Кирія Параскева (такъ звали ее) была не совсѣмъ здорова, и голова ея немного качалась.
Меня растрогали и худоба ея красиваго пятидесятилѣтняго лица, и печальные взоры ея очей, и ласковый голосъ, которымъ она сказала мнѣ этотъ простой, обыкновенный привѣтъ: «Здоровъ ли ты, дитя мое?» И то, наконецъ, что она была нѣсколько смугла и черноока, подобно моей матери.
Эта тѣнь далекаго сходства поразила меня въ самое сердце до того глубоко и неожиданно, что я почувствовалъ даже — не странно ли? — я почувствовалъ, что у меня ноги внезапно отъ жалости слабѣютъ, какъ бываетъ отъ страха… Мы всѣ трое помолчали немного. Ханумиса и священникъ сидѣли; я стоялъ. Она смотрѣла на меня внимательно и пристально; я на нее почтительно и снизу, стараясь немного потуплять очи; отецъ Арсеній, ожидая отъ нея чего-то, глядѣлъ на нее.
Наконецъ кирія Параскева предложила мнѣ сѣсть.
— Нѣтъ, я постою, — сказалъ я и продолжалъ стоять.
Тогда она сдѣлала мнѣ нѣсколько вопросовъ одинъ за другимъ:
— Здоровъ ли твой отецъ? Здорова ли мать твоя? Имѣешь ли ты отъ нея письма? Ты въ русскомъ консульствѣ живешь? Хорошо тебѣ у консула жить? Деньги получаешь?
Я на всѣ эти вопросы отвѣчалъ утвердительно.
— Какое же ты дѣло у консула дѣлаешь, что онъ тебѣ деньги платитъ?

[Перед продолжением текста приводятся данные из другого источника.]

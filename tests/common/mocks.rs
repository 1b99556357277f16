use async_trait::async_trait;
use chef_relay::{
    Error, Result,
    llm::{ChatCompletionRequest, ChatCompletionResponse, ChatMessage, Choice, LlmClient, Usage},
};
use std::sync::{Arc, Mutex};
use std::time::Duration;

/// Mock LLM client for testing
#[derive(Debug)]
pub struct MockLlmClient {
    pub responses: Arc<Mutex<Vec<String>>>,
    pub requests: Arc<Mutex<Vec<ChatCompletionRequest>>>,
    pub error: Option<String>,
    pub delay: Option<Duration>,
}

impl MockLlmClient {
    pub fn new() -> Self {
        Self {
            responses: Arc::new(Mutex::new(Vec::new())),
            requests: Arc::new(Mutex::new(Vec::new())),
            error: None,
            delay: None,
        }
    }

    pub fn with_response(self, text: impl Into<String>) -> Self {
        self.responses.lock().unwrap().push(text.into());
        self
    }

    pub fn with_error(mut self, error: impl Into<String>) -> Self {
        self.error = Some(error.into());
        self
    }

    pub fn with_delay(mut self, delay: Duration) -> Self {
        self.delay = Some(delay);
        self
    }

    pub fn get_requests(&self) -> Vec<ChatCompletionRequest> {
        self.requests.lock().unwrap().clone()
    }

    /// Text of the user prompt sent in the n-th recorded request.
    pub fn prompt(&self, index: usize) -> String {
        self.get_requests()[index]
            .messages
            .last()
            .map(|m| m.content.clone())
            .unwrap_or_default()
    }
}

#[async_trait]
impl LlmClient for MockLlmClient {
    async fn create_chat_completion(
        &self,
        request: ChatCompletionRequest,
    ) -> Result<ChatCompletionResponse> {
        self.requests.lock().unwrap().push(request);

        if let Some(delay) = self.delay {
            tokio::time::sleep(delay).await;
        }

        if let Some(ref error) = self.error {
            return Err(Error::llm(error.clone()));
        }

        let text = {
            let mut responses = self.responses.lock().unwrap();
            if responses.is_empty() {
                return Err(Error::llm("No more mock responses available"));
            }
            responses.remove(0)
        };

        Ok(create_mock_chat_response(&text))
    }
}

impl Default for MockLlmClient {
    fn default() -> Self {
        Self::new()
    }
}

pub fn create_mock_chat_response(content: &str) -> ChatCompletionResponse {
    ChatCompletionResponse {
        id: "chatcmpl-mock".to_string(),
        model: "gemini-2.0-flash".to_string(),
        choices: vec![Choice {
            index: 0,
            message: ChatMessage::assistant(content),
            finish_reason: Some("Stop".to_string()),
        }],
        usage: Some(Usage {
            prompt_tokens: 120,
            completion_tokens: 240,
            total_tokens: 360,
        }),
    }
}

Я сказалъ: — Пишу, переписываю.
— Онъ очень грамотенъ, — похвалилъ меня отецъ Арсеній.
Кира Параскева все продолжала вглядываться въ меня, какъ будто сбиралась съ силами сказать мнѣ что-то важное или тяжелое; и потомъ вдругъ лицо ея покраснѣло, глаза заблистали, голова затряслась сильнѣе, и, все еще сдерживаясь, она начала такъ:
— Хорошо, значитъ, тебѣ жить у москвича этого? А развѣ онъ добрый человѣкъ? Онъ человѣкъ жесткій, злой… Не жесткій ли и не злой ли онъ человѣкъ? За что́ онъ преслѣдуетъ моего сына? Мой сынъ никому вреда не сдѣлалъ. Если Шерифъ дуренъ, для себя дуренъ… А изъ людей онъ никого никогда не обидѣлъ.

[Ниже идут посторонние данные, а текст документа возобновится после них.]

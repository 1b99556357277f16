use serde::Serialize;

#[derive(Debug, Serialize)]
pub struct ErrorResponse {
    pub detail: String,
    pub kind: String,
}

#[derive(Debug, Serialize)]
pub struct HealthResponse {
    pub status: &'static str,
}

Я молчалъ въ недоумѣніи. Отецъ Арсеній замѣтилъ съ своей стороны, что я почти ребенокъ и въ эти дѣла не вхожу и про благодѣтеля своего дурно говорить не стану. Но кира Параскева не слушала его и продолжала:
— Нѣтъ! Ты скажи мнѣ, развѣ онъ хорошій человѣкъ? Развѣ человѣкъ такой благородный не долженъ быть въ своемъ словѣ твердъ… Ты знаешь ли, что́ онъ сказалъ моему сыну? Ты знаешь ли…

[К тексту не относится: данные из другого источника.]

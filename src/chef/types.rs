use serde::{Deserialize, Deserializer, Serialize};
use validator::Validate;

/// Body of `POST /generate-recipe/`.
#[derive(Debug, Clone, Deserialize, Validate)]
pub struct IngredientRequest {
    #[serde(deserialize_with = "non_blank_items")]
    #[validate(length(min = 1, message = "At least one ingredient is required"))]
    pub ingredients: Vec<String>,
    #[serde(rename = "kategori", alias = "category")]
    pub category: String,
    #[serde(default)]
    pub diet_info: String,
}

/// Body of `POST /generate-recipe-by-name/`.
#[derive(Debug, Clone, Deserialize, Validate)]
pub struct DishRequest {
    #[serde(deserialize_with = "trimmed")]
    #[validate(length(min = 1, message = "Dish name cannot be empty"))]
    pub dish_name: String,
    #[serde(default)]
    pub diet_info: String,
}

/// A single recipe as produced by the model and returned to the client.
///
/// The wire keys are the ones the mobile client reads; English names are
/// accepted as aliases when the model drifts from the requested schema.
#[derive(Debug, Clone, PartialEq, Serialize, Deserialize, Validate)]
pub struct Recipe {
    #[serde(rename = "yemekAdi", alias = "name")]
    #[validate(length(min = 1, message = "Recipe name cannot be empty"))]
    pub name: String,

    #[serde(rename = "aciklama", alias = "description")]
    pub description: String,

    #[serde(rename = "sure", alias = "duration", deserialize_with = "string_or_number")]
    pub duration: String,

    #[serde(rename = "kalori", alias = "calories", deserialize_with = "string_or_number")]
    pub calories: String,

    #[serde(rename = "malzemeler", alias = "ingredients")]
    #[validate(length(min = 1, message = "Recipe must list its ingredients"))]
    pub ingredients: Vec<String>,

    #[serde(rename = "tarif", alias = "steps")]
    #[validate(length(min = 1, message = "Recipe must have at least one step"))]
    pub steps: Vec<String>,

    #[serde(default, skip_serializing_if = "Option::is_none")]
    pub image_prompt: Option<String>,
}

/// Three-course menu: soup, main course, dessert.
#[derive(Debug, Clone, PartialEq, Serialize, Deserialize, Validate)]
pub struct MenuResponse {
    #[validate(length(equal = 3, message = "Menu must contain exactly three courses"), nested)]
    pub menu: Vec<Recipe>,
}

impl IngredientRequest {
    /// Ingredients joined for display inside a prompt.
    pub fn ingredient_list(&self) -> String {
        self.ingredients.join(", ")
    }
}

fn trimmed<'de, D>(deserializer: D) -> Result<String, D::Error>
where
    D: Deserializer<'de>,
{
    let value = String::deserialize(deserializer)?;
    Ok(value.trim().to_string())
}

// Blank entries are dropped so `["", " "]` fails the length check.
fn non_blank_items<'de, D>(deserializer: D) -> Result<Vec<String>, D::Error>
where
    D: Deserializer<'de>,
{
    let items = Vec::<String>::deserialize(deserializer)?;
    Ok(items
        .into_iter()
        .map(|i| i.trim().to_string())
        .filter(|i| !i.is_empty())
        .collect())
}

// Models occasionally emit `"kalori": 350` instead of `"350 kcal"`.
fn string_or_number<'de, D>(deserializer: D) -> Result<String, D::Error>
where
    D: Deserializer<'de>,
{
    #[derive(Deserialize)]
    #[serde(untagged)]
    enum StringOrNumber {
        String(String),
        Number(serde_json::Number),
    }

    Ok(match StringOrNumber::deserialize(deserializer)? {
        StringOrNumber::String(s) => s,
        StringOrNumber::Number(n) => n.to_string(),
    })
}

И она дрожа приподнималась немного съ дивана, приближаясь въ увлеченіи рѣчей своихъ ко мнѣ:
— Ты не знаешь? Ты не знаешь?..
— Почему ему знать, онъ ученикъ и дитя еще, — опять защищалъ меня отецъ Арсеній. — Пусть онъ лучше идетъ домой. Онъ ничего не знаетъ… А ты, госпожа моя, успокойся. Если можно, онъ напишетъ отцу своему все, что́ слышалъ, и пусть отецъ рѣшаетъ, какъ быть дѣлу…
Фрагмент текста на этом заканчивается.